My experience as a patient/family member recently is that the above problems/behaviors are affecting vulnerable patients/family members negatively.

What kind of grooming?  😂🤣

ThePrincessBride, MSN, RN, NP

Specializes in Med-Surg, NICU. Has 7 years experience. 1 Article; 2,560 Posts

On 6/18/2022 at 3:50 PM, Kitiger said:

So everyone starts out with the right to access healthcare, but if they abuse or mistreat the healthcare workers, they lose that access. Their actions have consequences. 

If we're talking about alert and oriented adults, then I agree.

When we're talking about people with mental health disorders, then I don't know the best solution. It'd be nice if we could separate them from the other patients and have them treated by doctors and nurses with who have extra skill in dealing with these problems. How to do that? I don't know.

Well I did exclude psych and other mentally incompetent patients. And we already have people for them...psych nurses. Psychiatrist. Psychologist. BERT.

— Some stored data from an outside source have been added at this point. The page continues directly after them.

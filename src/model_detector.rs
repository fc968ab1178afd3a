// Copyright (c) 2024 Steven Rosenthal smr@dt3.org
// See LICENSE file in root directory for license terms.

use std::sync::{Arc, Mutex};

use canonical_error::{CanonicalError, internal_error};
use image::RgbImage;
use image::imageops::{self, FilterType};
use log::{info, warn};

use crate::detection::DetectionBox;
use crate::detector_trait::{DetectorTrait, InputSize};
use crate::heuristic_detector::LABELS;
use crate::inference_engine_trait::{EngineHandle, InferenceEngineTrait,
                                    RawOutput, Tensor};

pub const DEFAULT_SCORE_THRESHOLD: f32 = 0.25;
pub const DEFAULT_MAX_DETECTIONS: usize = 100;

/// Delegates detection to an injected inference engine. If there is no
/// engine, no model path, or the model fails to load, every frame yields no
/// detections; this never becomes a pipeline failure.
pub struct ModelDetector {
    input_size: InputSize,
    model_path: Option<String>,
    engine: Option<Arc<dyn InferenceEngineTrait + Send + Sync>>,

    score_threshold: f32,
    max_detections: usize,

    state: Mutex<ModelState>,
}

enum ModelState {
    // Not yet attempted.
    Unloaded,
    Loaded(EngineHandle),
    // Load was attempted and failed, or there is nothing to load. We don't
    // retry.
    Unavailable,
}

impl ModelDetector {
    pub fn new(input_size: InputSize,
               model_path: Option<String>,
               engine: Option<Arc<dyn InferenceEngineTrait + Send + Sync>>)
               -> Self {
        ModelDetector{
            input_size,
            model_path: model_path.filter(|p| !p.is_empty()),
            engine,
            score_threshold: DEFAULT_SCORE_THRESHOLD,
            max_detections: DEFAULT_MAX_DETECTIONS,
            state: Mutex::new(ModelState::Unloaded),
        }
    }

    pub fn set_score_threshold(&mut self, score_threshold: f32) {
        self.score_threshold = score_threshold;
    }

    pub fn set_max_detections(&mut self, max_detections: usize) {
        self.max_detections = max_detections;
    }

    // Returns the cached handle, loading it on first use.
    fn handle(&self) -> Result<Option<EngineHandle>, CanonicalError> {
        let mut state = self.state.lock().map_err(
            |_| internal_error("model detector state lock poisoned"))?;
        if let ModelState::Unloaded = *state {
            *state = match (&self.engine, &self.model_path) {
                (Some(engine), Some(path)) => match engine.load(path) {
                    Ok(handle) => {
                        info!("Loaded detection model {}", path);
                        ModelState::Loaded(handle)
                    },
                    Err(e) => {
                        warn!("Could not load model {}, detections disabled: {:?}",
                              path, e);
                        ModelState::Unavailable
                    }
                },
                (None, _) => {
                    warn!("No inference engine available, detections disabled");
                    ModelState::Unavailable
                },
                (_, None) => {
                    warn!("No model path configured, detections disabled");
                    ModelState::Unavailable
                },
            };
        }
        match &*state {
            ModelState::Loaded(handle) => Ok(Some(handle.clone())),
            _ => Ok(None),
        }
    }

    // Resized RGB frame as a 1x3xHxW tensor scaled to [0, 1].
    fn to_tensor(&self, frame: &RgbImage) -> Tensor {
        let (width, height) = (self.input_size.width, self.input_size.height);
        let resized = imageops::resize(frame, width, height, FilterType::Triangle);
        let plane = (width * height) as usize;
        let mut data = vec![0.0_f32; 3 * plane];
        for (x, y, pixel) in resized.enumerate_pixels() {
            let offset = (y * width + x) as usize;
            for channel in 0..3 {
                data[channel * plane + offset] = pixel[channel] as f32 / 255.0;
            }
        }
        Tensor{shape: [1, 3, height as usize, width as usize], data}
    }

    fn decode(&self, output: &RawOutput) -> Vec<DetectionBox> {
        let mut detections = Vec::<DetectionBox>::new();
        for row in output.rows() {
            if detections.len() >= self.max_detections {
                break;
            }
            let score = row[4];
            if !(score >= self.score_threshold) {
                continue;  // Also rejects NaN.
            }
            let xmin = row[0].clamp(0.0, 1.0);
            let ymin = row[1].clamp(0.0, 1.0);
            let xmax = row[2].clamp(0.0, 1.0);
            let ymax = row[3].clamp(0.0, 1.0);
            if !(xmin < xmax && ymin < ymax) {
                continue;
            }
            let class_index = row[5];
            let label = if class_index >= 0.0 &&
                (class_index as usize) < LABELS.len()
            {
                LABELS[class_index as usize]
            } else {
                "object"
            };
            detections.push(DetectionBox{
                label: label.to_string(),
                score: score.min(1.0),
                xmin, ymin, xmax, ymax,
            });
        }
        detections
    }
}

impl DetectorTrait for ModelDetector {
    fn infer(&self, frame: &RgbImage) -> Result<Vec<DetectionBox>, CanonicalError> {
        let handle = match self.handle()? {
            Some(handle) => handle,
            None => return Ok(Vec::new()),
        };
        let engine = match &self.engine {
            Some(engine) => engine,
            None => return Ok(Vec::new()),
        };
        let input = self.to_tensor(frame);
        let output = engine.run(&handle, &input)?;
        Ok(self.decode(&output))
    }

    fn name(&self) -> &str {
        "model"
    }
}

#[cfg(test)]
mod tests {
    use std::sync::atomic::{AtomicUsize, Ordering};
    use canonical_error::{invalid_argument_error, not_found_error};
    use super::*;

    // Engine that "loads" any path ending in .onnx and returns canned rows.
    struct FakeEngine {
        rows: Vec<f32>,
        fail_run: bool,
        load_count: AtomicUsize,
        last_shape: Mutex<Option<[usize; 4]>>,
    }

    impl FakeEngine {
        fn new(rows: Vec<f32>, fail_run: bool) -> Self {
            FakeEngine{rows, fail_run, load_count: AtomicUsize::new(0),
                       last_shape: Mutex::new(None)}
        }
    }

    impl InferenceEngineTrait for FakeEngine {
        fn load(&self, model_path: &str) -> Result<EngineHandle, CanonicalError> {
            self.load_count.fetch_add(1, Ordering::Relaxed);
            if !model_path.ends_with(".onnx") {
                return Err(not_found_error(&format!("no model at {}", model_path)));
            }
            Ok(EngineHandle{model_path: model_path.to_string(),
                            inner: Arc::new(())})
        }

        fn run(&self, _handle: &EngineHandle, input: &Tensor)
               -> Result<RawOutput, CanonicalError> {
            *self.last_shape.lock().unwrap() = Some(input.shape);
            if self.fail_run {
                return Err(invalid_argument_error("bad tensor"));
            }
            Ok(RawOutput{data: self.rows.clone()})
        }
    }

    fn detector(engine: Arc<FakeEngine>, path: &str) -> ModelDetector {
        ModelDetector::new(InputSize::default(), Some(path.to_string()),
                           Some(engine))
    }

    #[test]
    fn test_decodes_engine_output() {
        let engine = Arc::new(FakeEngine::new(vec![
            0.1, 0.2, 0.5, 0.6, 0.9, 0.0,   // person
            0.1, 0.2, 0.5, 0.6, 0.1, 1.0,   // below threshold
            -0.5, 0.0, 1.5, 0.4, 0.8, 9.0,  // clamped, unknown class
            0.5, 0.5, 0.5, 0.9, 0.8, 2.0,   // degenerate
        ], false));
        let detector = detector(engine.clone(), "tiny.onnx");
        let detections = detector.infer(&RgbImage::new(640, 480)).unwrap();
        assert_eq!(detections.len(), 2);
        assert_eq!(detections[0].label, "person");
        assert_eq!(detections[0].xmax, 0.5);
        assert_eq!(detections[1].label, "object");
        assert_eq!(detections[1].xmin, 0.0);
        assert_eq!(detections[1].xmax, 1.0);
        assert_eq!(*engine.last_shape.lock().unwrap(), Some([1, 3, 240, 320]));
    }

    #[test]
    fn test_model_loaded_once() {
        let engine = Arc::new(FakeEngine::new(vec![], false));
        let detector = detector(engine.clone(), "tiny.onnx");
        let frame = RgbImage::new(32, 32);
        detector.infer(&frame).unwrap();
        detector.infer(&frame).unwrap();
        assert_eq!(engine.load_count.load(Ordering::Relaxed), 1);
    }

    #[test]
    fn test_load_failure_degrades_to_empty() {
        let engine = Arc::new(FakeEngine::new(vec![0.1, 0.1, 0.2, 0.2, 0.9, 0.0],
                                              false));
        let detector = detector(engine.clone(), "/missing/model.bin");
        let frame = RgbImage::new(32, 32);
        assert!(detector.infer(&frame).unwrap().is_empty());
        assert!(detector.infer(&frame).unwrap().is_empty());
        // Not retried.
        assert_eq!(engine.load_count.load(Ordering::Relaxed), 1);

        let no_path = ModelDetector::new(InputSize::default(), Some(String::new()),
                                         Some(engine));
        assert!(no_path.infer(&frame).unwrap().is_empty());
    }

    #[test]
    fn test_run_failure_is_reported() {
        let engine = Arc::new(FakeEngine::new(vec![], true));
        let detector = detector(engine, "tiny.onnx");
        assert!(detector.infer(&RgbImage::new(32, 32)).is_err());
    }

    #[test]
    fn test_max_detections() {
        let mut rows = Vec::new();
        for _ in 0..10 {
            rows.extend_from_slice(&[0.1, 0.1, 0.2, 0.2, 0.9, 1.0]);
        }
        let mut detector = detector(Arc::new(FakeEngine::new(rows, false)),
                                    "tiny.onnx");
        detector.set_max_detections(4);
        detector.set_score_threshold(0.5);
        assert_eq!(detector.infer(&RgbImage::new(8, 8)).unwrap().len(), 4);
    }

}  // mod tests.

But the vast majority of the abusive patients are not mentally ill, they are aholes.

Kitiger, RN

Specializes in Private Duty Pediatrics. Has 43 years experience. 1,698 Posts

On 6/19/2022 at 9:05 PM, ThePrincessBride said:

Well I did exclude psych and other mentally incompetent patients. And we already have people for them...psych nurses. Psychiatrist. Psychologist. BERT.

But the vast majority of the abusive patients are not mentally ill, they are aholes.

I agree with you that alert and oriented adults can make choices, and their actions have consequences (like losing access to care.) I just wanted to be clear - as you were - that mentally incompetent patients don't face the same consequences.

We can't punish them for not doing that which they are unable to do, as long as they are doing their best.